The temporary closure announcement is just the latest for the Los Angeles area restaurant scene, as a slew of other prominent spots from Clark Street Bread to Hail Mary in Atwater Village have all closed in recent weeks due to COVID-19 outbreaks among staff. Even West LA burger stand Apple Pan, which is owned by the same family as Nate’n Al’s, had a coronavirus-related closure last month. LA is currently among the epicenters of the ongoing coronavirus pandemic nationwide, with one person dying every 15 minutes in LA County.

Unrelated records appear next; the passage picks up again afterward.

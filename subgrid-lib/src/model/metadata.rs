//! Entity and attribute metadata types

use serde::Deserialize;
use serde::Serialize;

use crate::error::MetadataError;

/// Attribute types that drive cell formatting.
///
/// Platform types without their own formatting rule collapse into
/// [`AttributeType::Other`].
#[derive(Debug, Clone, Copy, PartialEq, Eq, Hash, Serialize, Deserialize)]
pub enum AttributeType {
    /// Integer; rendered through its format (duration, time zone, ...).
    WholeNumber,
    /// Currency value.
    Money,
    /// Option set, including state and status.
    PickList,
    /// Date and time.
    DateTime,
    /// Multi-select option set.
    MultiSelectPickList,
    /// Boolean (two options).
    TwoOptions,
    /// Lookup to another entity.
    Lookup,
    /// Owner lookup (user or team).
    Owner,
    /// Customer lookup (account or contact).
    Customer,
    /// Anything else (text, decimal, unique identifier, ...).
    Other,
}

impl AttributeType {
    /// Maps a Web API `AttributeType` name.
    pub fn from_platform_name(name: &str) -> Self {
        match name {
            "Integer" => Self::WholeNumber,
            "Money" => Self::Money,
            "Picklist" | "State" | "Status" => Self::PickList,
            "DateTime" => Self::DateTime,
            "MultiSelectPicklist" | "MultiSelectPicklistType" => Self::MultiSelectPickList,
            "Boolean" => Self::TwoOptions,
            "Lookup" => Self::Lookup,
            "Owner" => Self::Owner,
            "Customer" => Self::Customer,
            _ => Self::Other,
        }
    }

    /// Maps a client API attribute type code.
    pub fn from_code(code: i32) -> Self {
        match code {
            0 => Self::TwoOptions,
            1 => Self::Customer,
            2 => Self::DateTime,
            5 => Self::WholeNumber,
            6 => Self::Lookup,
            8 => Self::Money,
            9 => Self::Owner,
            11..=13 => Self::PickList,
            _ => Self::Other,
        }
    }
}

/// Metadata for one attribute (column).
#[derive(Debug, Clone, PartialEq, Eq, Serialize, Deserialize)]
pub struct AttributeDescriptor {
    /// The logical name of the attribute (e.g., "revenue").
    pub logical_name: String,

    /// The attribute type.
    pub attribute_type: AttributeType,

    /// Format name for integer attributes ("Duration", "TimeZone", ...).
    #[serde(default)]
    pub format: Option<String>,

    /// Display name in the user's language.
    #[serde(default)]
    pub display_name: Option<String>,
}

impl AttributeDescriptor {
    /// Creates a descriptor with no format or display name.
    pub fn new(logical_name: impl Into<String>, attribute_type: AttributeType) -> Self {
        Self {
            logical_name: logical_name.into(),
            attribute_type,
            format: None,
            display_name: None,
        }
    }

    /// Sets the format.
    pub fn with_format(mut self, format: impl Into<String>) -> Self {
        self.format = Some(format.into());
        self
    }

    /// Sets the display name.
    pub fn with_display_name(mut self, display_name: impl Into<String>) -> Self {
        self.display_name = Some(display_name.into());
        self
    }

    /// Returns the display name, or the logical name if none is known.
    pub fn label(&self) -> &str {
        self.display_name.as_deref().unwrap_or(&self.logical_name)
    }
}

/// Metadata for one entity, limited to what the grid needs.
#[derive(Debug, Clone, PartialEq, Eq, Serialize, Deserialize)]
pub struct EntityMetadata {
    /// The logical name of the entity (e.g., "account").
    pub logical_name: String,

    /// The primary ID attribute; `{logical_name}id` when unknown.
    #[serde(default)]
    pub primary_id_attribute: Option<String>,

    /// The primary name attribute, shown as a link to the record.
    #[serde(default)]
    pub primary_name_attribute: Option<String>,

    /// Display name of the entity.
    #[serde(default)]
    pub display_name: Option<String>,

    /// Attribute descriptors.
    #[serde(default)]
    pub attributes: Vec<AttributeDescriptor>,
}

impl EntityMetadata {
    /// Creates metadata with no attributes.
    pub fn new(logical_name: impl Into<String>) -> Self {
        Self {
            logical_name: logical_name.into(),
            primary_id_attribute: None,
            primary_name_attribute: None,
            display_name: None,
            attributes: Vec::new(),
        }
    }

    /// Sets the primary ID attribute.
    pub fn with_primary_id(mut self, attribute: impl Into<String>) -> Self {
        self.primary_id_attribute = Some(attribute.into());
        self
    }

    /// Sets the primary name attribute.
    pub fn with_primary_name(mut self, attribute: impl Into<String>) -> Self {
        self.primary_name_attribute = Some(attribute.into());
        self
    }

    /// Sets the display name.
    pub fn with_display_name(mut self, display_name: impl Into<String>) -> Self {
        self.display_name = Some(display_name.into());
        self
    }

    /// Adds an attribute descriptor.
    pub fn with_attribute(mut self, attribute: AttributeDescriptor) -> Self {
        self.attributes.push(attribute);
        self
    }

    /// Returns the logical name of the entity.
    pub fn logical_name(&self) -> &str {
        &self.logical_name
    }

    /// Returns the primary ID attribute name.
    pub fn primary_id_attribute(&self) -> String {
        self.primary_id_attribute
            .clone()
            .unwrap_or_else(|| format!("{}id", self.logical_name))
    }

    /// Returns the primary name attribute name, if any.
    pub fn primary_name_attribute(&self) -> Option<&str> {
        self.primary_name_attribute.as_deref()
    }

    /// Returns the display name, or the logical name if none is known.
    pub fn label(&self) -> &str {
        self.display_name.as_deref().unwrap_or(&self.logical_name)
    }

    /// Finds an attribute by logical name.
    pub fn attribute(&self, logical_name: &str) -> Option<&AttributeDescriptor> {
        self.attributes.iter().find(|a| a.logical_name == logical_name)
    }

    /// Finds an attribute by logical name, failing if the entity lacks it.
    pub fn require_attribute(&self, logical_name: &str) -> Result<&AttributeDescriptor, MetadataError> {
        self.attribute(logical_name)
            .ok_or_else(|| MetadataError::attribute_not_found(&self.logical_name, logical_name))
    }

    /// Returns a copy restricted to the given fields, in that order.
    ///
    /// # Errors
    ///
    /// Returns [`MetadataError::AttributeNotFound`] for the first field the
    /// entity does not define.
    pub fn select(&self, fields: &[String]) -> Result<EntityMetadata, MetadataError> {
        let mut attributes = Vec::with_capacity(fields.len());
        for field in fields {
            let attribute = self.require_attribute(field)?;
            if !attributes.contains(attribute) {
                attributes.push(attribute.clone());
            }
        }
        Ok(EntityMetadata {
            attributes,
            ..self.clone()
        })
    }
}

/// A time zone definition, used to render time-zone-formatted integers.
#[derive(Debug, Clone, PartialEq, Eq, Serialize, Deserialize)]
pub struct TimeZoneDefinition {
    /// Platform time zone code.
    #[serde(rename = "timezonecode")]
    pub code: i32,

    /// Display name, e.g. "(GMT-08:00) Pacific Time (US & Canada)".
    #[serde(rename = "userinterfacename")]
    pub user_interface_name: String,
}

impl TimeZoneDefinition {
    /// Creates a new definition.
    pub fn new(code: i32, user_interface_name: impl Into<String>) -> Self {
        Self {
            code,
            user_interface_name: user_interface_name.into(),
        }
    }
}
//! Web API response shapes.

use serde::Deserialize;
use serde_json::Value;

use crate::model::AttributeDescriptor;
use crate::model::AttributeType;
use crate::model::EntityMetadata;

/// Generic `{"value": [...]}` collection.
#[derive(Debug, Deserialize)]
pub(crate) struct ValueResponse<T> {
    #[serde(default = "Vec::new")]
    pub value: Vec<T>,
}

/// FetchXML response read only for its count.
#[derive(Debug, Deserialize)]
pub(crate) struct CountResponse {
    #[serde(rename = "@Microsoft.Dynamics.CRM.totalrecordcount")]
    pub total_record_count: Option<i64>,
    #[serde(default)]
    pub value: Vec<Value>,
}

impl CountResponse {
    /// The platform count, or the rows returned when it was not computed.
    pub fn count(&self) -> usize {
        match self.total_record_count {
            Some(total) if total >= 0 => total as usize,
            _ => self.value.len(),
        }
    }
}

#[derive(Debug, Deserialize)]
#[serde(rename_all = "PascalCase")]
struct Label {
    user_localized_label: Option<LocalizedLabel>,
}

#[derive(Debug, Deserialize)]
#[serde(rename_all = "PascalCase")]
struct LocalizedLabel {
    label: String,
}

#[derive(Debug, Deserialize)]
#[serde(rename_all = "PascalCase")]
struct TypeName {
    value: String,
}

fn label_text(label: Option<Label>) -> Option<String> {
    label
        .and_then(|l| l.user_localized_label)
        .map(|l| l.label)
        .filter(|l| !l.is_empty())
}

#[derive(Debug, Deserialize)]
#[serde(rename_all = "PascalCase")]
struct AttributeDefinition {
    logical_name: String,
    attribute_type: Option<String>,
    attribute_type_name: Option<TypeName>,
    format: Option<String>,
    display_name: Option<Label>,
}

impl AttributeDefinition {
    fn into_descriptor(self) -> AttributeDescriptor {
        // Multi-select option sets come back as "Virtual"; the type name tells them apart.
        let platform_name = match (self.attribute_type.as_deref(), &self.attribute_type_name) {
            (Some("Virtual") | None, Some(type_name)) => type_name.value.as_str(),
            (Some(name), _) => name,
            (None, None) => "",
        };

        AttributeDescriptor {
            attribute_type: AttributeType::from_platform_name(platform_name),
            logical_name: self.logical_name,
            format: self.format,
            display_name: label_text(self.display_name),
        }
    }
}

/// `EntityDefinitions(LogicalName='...')` with its attributes expanded.
#[derive(Debug, Deserialize)]
#[serde(rename_all = "PascalCase")]
pub(crate) struct EntityDefinition {
    logical_name: String,
    entity_set_name: Option<String>,
    primary_id_attribute: Option<String>,
    primary_name_attribute: Option<String>,
    display_name: Option<Label>,
    #[serde(default)]
    attributes: Vec<AttributeDefinition>,
}

/// What the service keeps per entity.
#[derive(Debug, Clone)]
pub(crate) struct ResolvedEntity {
    pub entity_set_name: String,
    pub metadata: EntityMetadata,
}

impl EntityDefinition {
    pub fn into_resolved(self) -> ResolvedEntity {
        let entity_set_name = self
            .entity_set_name
            .unwrap_or_else(|| format!("{}s", self.logical_name));

        let mut metadata = EntityMetadata::new(self.logical_name);
        if let Some(primary_id) = self.primary_id_attribute {
            metadata = metadata.with_primary_id(primary_id);
        }
        if let Some(primary_name) = self.primary_name_attribute {
            metadata = metadata.with_primary_name(primary_name);
        }
        if let Some(display_name) = label_text(self.display_name) {
            metadata = metadata.with_display_name(display_name);
        }
        for attribute in self.attributes {
            metadata = metadata.with_attribute(attribute.into_descriptor());
        }

        ResolvedEntity {
            entity_set_name,
            metadata,
        }
    }
}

Even without the pandemic, the 75-year-old Nate’n Al’s has been the center of plenty of news over the past year or so. Back in 2019 Shelli and Irving Azoff and a group of LA celebrities came together to buy the business from the Mendelson family that had owned it for years, though the restaurant itself would need to move to a new location following redevelopment at the original address on Beverly Drive. In March of 2020 the restaurant said that it was “with great sadness that we will be closing our doors for all business,” adding that ownership did not “know what the future holds.” After a large public outcry, the Azoffs reopened Nate’n Al’s in May, but will still need to move the business at some point in the future.

The news of Nate’n Al’s temporarily closure comes less than a day before the permanent closure announcement of another staple Jewish deli in Los Angeles: 46-year-old Label’s Table in Pico-Robertson. Ownership there has shuttered as a result of redevelopment, with no plans to reopen elsewhere.